Epilepsien zählen zu den neurologischen Erkrankungen. Sie können in jedem Lebensalter auftreten und die davon betroffenen Patient:innen in ganz unterschiedlicher Art und Weise beeinträchtigen. Ein Großteil der Betroffenen kann mit Medikamenten Anfallsfreiheit erreichen und ein von der Epilepsie weitgehend unbeeinträchtigtes Leben führen.

Manche Epilepsieformen sind jedoch komplexer und Anfallsfreiheit ist für diese Betroffenen häufig nicht zu erreichen. Ein Beispiel hierfür sind die sogenannten epileptischen Enzephalopathien. Dabei treten die ersten Symptome bereits im Kindesalter auf.
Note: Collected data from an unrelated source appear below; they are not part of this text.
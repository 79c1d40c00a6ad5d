//! Error kinds shared by the services and the HTTP boundary.
//!
//! Services return [`Error`]; the router turns each kind into a status code and a
//! fixed message. Only validation failures carry detail back to the client.

use crate::{api::response::ApiResponse, store::StoreError};
use axum::{
    http::StatusCode,
    response::{IntoResponse, Response},
    Json,
};
use thiserror::Error;
use tracing::error;

/// Conflict detail for a tenant slug collision.
pub(crate) const SLUG_TAKEN: &str = "slug is already taken";

#[derive(Debug, Error)]
pub enum Error {
    #[error("validation failed: {0}")]
    Validation(String),

    #[error("email is already registered")]
    DuplicateEmail,

    #[error("invalid credentials")]
    InvalidCredential,

    #[error("invalid or expired token")]
    InvalidToken,

    #[error("role is not permitted for this action")]
    Forbidden,

    #[error("resource not found")]
    NotFound,

    #[error("conflict: {0}")]
    Conflict(String),

    #[error("internal error: {0}")]
    Internal(String),
}

impl Error {
    #[must_use]
    pub fn status(&self) -> StatusCode {
        match self {
            Self::Validation(_) => StatusCode::BAD_REQUEST,
            Self::DuplicateEmail | Self::Conflict(_) => StatusCode::CONFLICT,
            Self::InvalidCredential | Self::InvalidToken => StatusCode::UNAUTHORIZED,
            Self::Forbidden => StatusCode::FORBIDDEN,
            Self::NotFound => StatusCode::NOT_FOUND,
            Self::Internal(_) => StatusCode::INTERNAL_SERVER_ERROR,
        }
    }

    /// Message sent to clients. Stable per kind.
    #[must_use]
    pub fn public_message(&self) -> &'static str {
        match self {
            Self::Validation(_) => "Invalid request",
            Self::DuplicateEmail => "Unable to register with the provided details",
            Self::InvalidCredential => "Invalid credentials",
            Self::InvalidToken => "Unauthorized",
            Self::Forbidden => "You don't have permission",
            Self::NotFound => "Resource not found",
            Self::Conflict(_) => "Resource conflict",
            Self::Internal(_) => "Internal server error",
        }
    }
}

impl From<StoreError> for Error {
    fn from(err: StoreError) -> Self {
        match err {
            StoreError::NotFound => Self::NotFound,
            StoreError::DuplicateEmail => Self::DuplicateEmail,
            StoreError::DuplicateSlug => Self::Conflict(SLUG_TAKEN.to_string()),
            StoreError::Conflict(reason) => Self::Conflict(reason),
            StoreError::MissingReference => {
                Self::Validation("referenced record does not exist".to_string())
            }
            StoreError::Database(err) => Self::Internal(err.to_string()),
        }
    }
}

impl IntoResponse for Error {
    fn into_response(self) -> Response {
        let detail = match &self {
            Self::Validation(detail) | Self::Conflict(detail) => Some(detail.clone()),
            Self::Internal(detail) => {
                error!("Internal error: {detail}");
                None
            }
            _ => None,
        };

        let body = ApiResponse::<()>::failure(self.public_message(), detail);

        (self.status(), Json(body)).into_response()
    }
}

#[cfg(test)]
mod tests {
    use super::*;
    use axum::body::to_bytes;

    async fn body_json(err: Error) -> (StatusCode, serde_json::Value) {
        let response = err.into_response();
        let status = response.status();
        let bytes = to_bytes(response.into_body(), usize::MAX).await.unwrap();
        (status, serde_json::from_slice(&bytes).unwrap())
    }

    #[tokio::test]
    async fn internal_errors_do_not_leak_detail() {
        let (status, body) = body_json(Error::Internal("connection refused".into())).await;
        assert_eq!(status, StatusCode::INTERNAL_SERVER_ERROR);
        assert_eq!(body["success"], false);
        assert_eq!(body["message"], "Internal server error");
        assert!(body.get("error").is_none());
    }

    #[tokio::test]
    async fn validation_errors_carry_detail() {
        let (status, body) = body_json(Error::Validation("email is invalid".into())).await;
        assert_eq!(status, StatusCode::BAD_REQUEST);
        assert_eq!(body["error"], "email is invalid");
    }

    #[test]
    fn status_mapping() {
        assert_eq!(Error::DuplicateEmail.status(), StatusCode::CONFLICT);
        assert_eq!(Error::InvalidCredential.status(), StatusCode::UNAUTHORIZED);
        assert_eq!(Error::InvalidToken.status(), StatusCode::UNAUTHORIZED);
        assert_eq!(Error::Forbidden.status(), StatusCode::FORBIDDEN);
        assert_eq!(Error::NotFound.status(), StatusCode::NOT_FOUND);
    }

    #[test]
    fn store_errors_map_to_kinds() {
        assert!(matches!(Error::from(StoreError::NotFound), Error::NotFound));
        assert!(matches!(
            Error::from(StoreError::DuplicateEmail),
            Error::DuplicateEmail
        ));
        assert!(matches!(
            Error::from(StoreError::DuplicateSlug),
            Error::Conflict(_)
        ));
        assert!(matches!(
            Error::from(StoreError::MissingReference),
            Error::Validation(_)
        ));
    }
}
#[async_trait]
impl<T: PgRecord> Repository<T> for PgStore {
    async fn save(&self, record: &T) -> Result<(), StoreError> {
        let sql = insert_sql::<T>();
        record
            .bind(sqlx::query(&sql))
            .execute(&self.pool)
            .instrument(query_span("INSERT", &sql))
            .await
            .map_err(map_db_error)?;
        Ok(())
    }

    async fn find_all(&self, page: PageRequest, scope: TenantScope) -> Result<Page<T>, StoreError> {
        let page = page.normalized();
        let tenant = if T::TENANT_SCOPED {
            match scope {
                TenantScope::All => None,
                TenantScope::Tenant(id) => Some(id),
                TenantScope::Unbound => return Ok(Page::empty(page)),
            }
        } else {
            None
        };

        let filter = if tenant.is_some() {
            " WHERE tenant_id = $1"
        } else {
            ""
        };
        let next = if tenant.is_some() { 2 } else { 1 };

        let count_sql = format!("SELECT COUNT(*) FROM {}{filter}", T::TABLE);
        let list_sql = format!(
            "SELECT {} FROM {}{filter} ORDER BY created_at DESC, id DESC LIMIT ${} OFFSET ${}",
            T::COLUMNS.join(", "),
            T::TABLE,
            next,
            next + 1
        );

        let mut count = sqlx::query(&count_sql);
        let mut list = sqlx::query(&list_sql);
        if let Some(id) = tenant {
            count = count.bind(id);
            list = list.bind(id);
        }

        let total: i64 = count
            .fetch_one(&self.pool)
            .instrument(query_span("SELECT", &count_sql))
            .await
            .and_then(|row| row.try_get(0))
            .map_err(map_db_error)?;

        let rows = list
            .bind(i64::from(page.limit))
            .bind(i64::try_from(page.offset()).unwrap_or(i64::MAX))
            .fetch_all(&self.pool)
            .instrument(query_span("SELECT", &list_sql))
            .await
            .map_err(map_db_error)?;

        let items = rows
            .iter()
            .map(T::from_row)
            .collect::<Result<Vec<_>, _>>()
            .map_err(map_db_error)?;

        Ok(Page {
            items,
            total: u64::try_from(total).unwrap_or_default(),
            page: page.page,
            limit: page.limit,
        })
    }

    async fn find_by_id(&self, id: Uuid) -> Result<T, StoreError> {
        let sql = format!(
            "SELECT {} FROM {} WHERE id = $1",
            T::COLUMNS.join(", "),
            T::TABLE
        );
        let row = sqlx::query(&sql)
            .bind(id)
            .fetch_optional(&self.pool)
            .instrument(query_span("SELECT", &sql))
            .await
            .map_err(map_db_error)?
            .ok_or(StoreError::NotFound)?;

        T::from_row(&row).map_err(map_db_error)
    }

    async fn update(&self, record: &T) -> Result<(), StoreError> {
        let sql = update_sql::<T>();
        let result = record
            .bind(sqlx::query(&sql))
            .execute(&self.pool)
            .instrument(query_span("UPDATE", &sql))
            .await
            .map_err(map_db_error)?;

        if result.rows_affected() == 0 {
            return Err(StoreError::NotFound);
        }
        Ok(())
    }

    async fn delete(&self, id: Uuid) -> Result<(), StoreError> {
        let sql = format!("DELETE FROM {} WHERE id = $1", T::TABLE);
        let result = sqlx::query(&sql)
            .bind(id)
            .execute(&self.pool)
            .instrument(query_span("DELETE", &sql))
            .await
            .map_err(map_db_error)?;

        if result.rows_affected() == 0 {
            return Err(StoreError::NotFound);
        }
        Ok(())
    }
}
Sie sind meist schwer zu therapieren und gehen häufig mit unterschiedlich stark ausgeprägten Entwicklungsverzögerungen einher. Dazu zählt auch das Lennox-Gastaut-Syndrom, welches etwa zwei bis fünf Prozent der an Epilepsie erkrankten Kinder betrifft.

Definition

Das Lennox-Gastaut-Syndrom (kurz LGS) ist eine seltene und schwere, mit Entwicklungsstörungen einhergehende epileptische Enzephalopathie, die in der Regel im Kindesalter beginnt und durch eine Vielzahl epileptischer Anfallstypen gekennzeichnet ist.

Das Syndrom wurde in den 1950er- und 1960er-Jahren von den US-amerikanischen bzw. französischen Neurologen und Epileptologen William G. Lennox und Henri Gastaut ausführlich wissenschaftlich beschrieben und tritt nach Schätzungen von Expert:innen bei Kindern mit einer Inzidenz von zwei pro 100.000 auf.

Erste Symptome der Erkrankung zeigen sich meist bis zum Alter von zwölf Jahren mit einem Häufigkeitsgipfel zwischen dem dritten und fünften Lebensjahr.

Ursachen

Mädchen mit Lennox-Gastaut-Syndrom im Rollstuhl mit Therapeutin

Die Ursachen des Lennox-Gastaut-Syndroms können vielfältig sein und gehen mit einer Schädigung des kindlichen Gehirns (Enzephalopathie) einher. Beispielsweise können Infektionen, die das Gehirn betreffen (z. B. Meningitis), Hirnfehlbildungen oder genetische Erkrankungen die Ursache sein.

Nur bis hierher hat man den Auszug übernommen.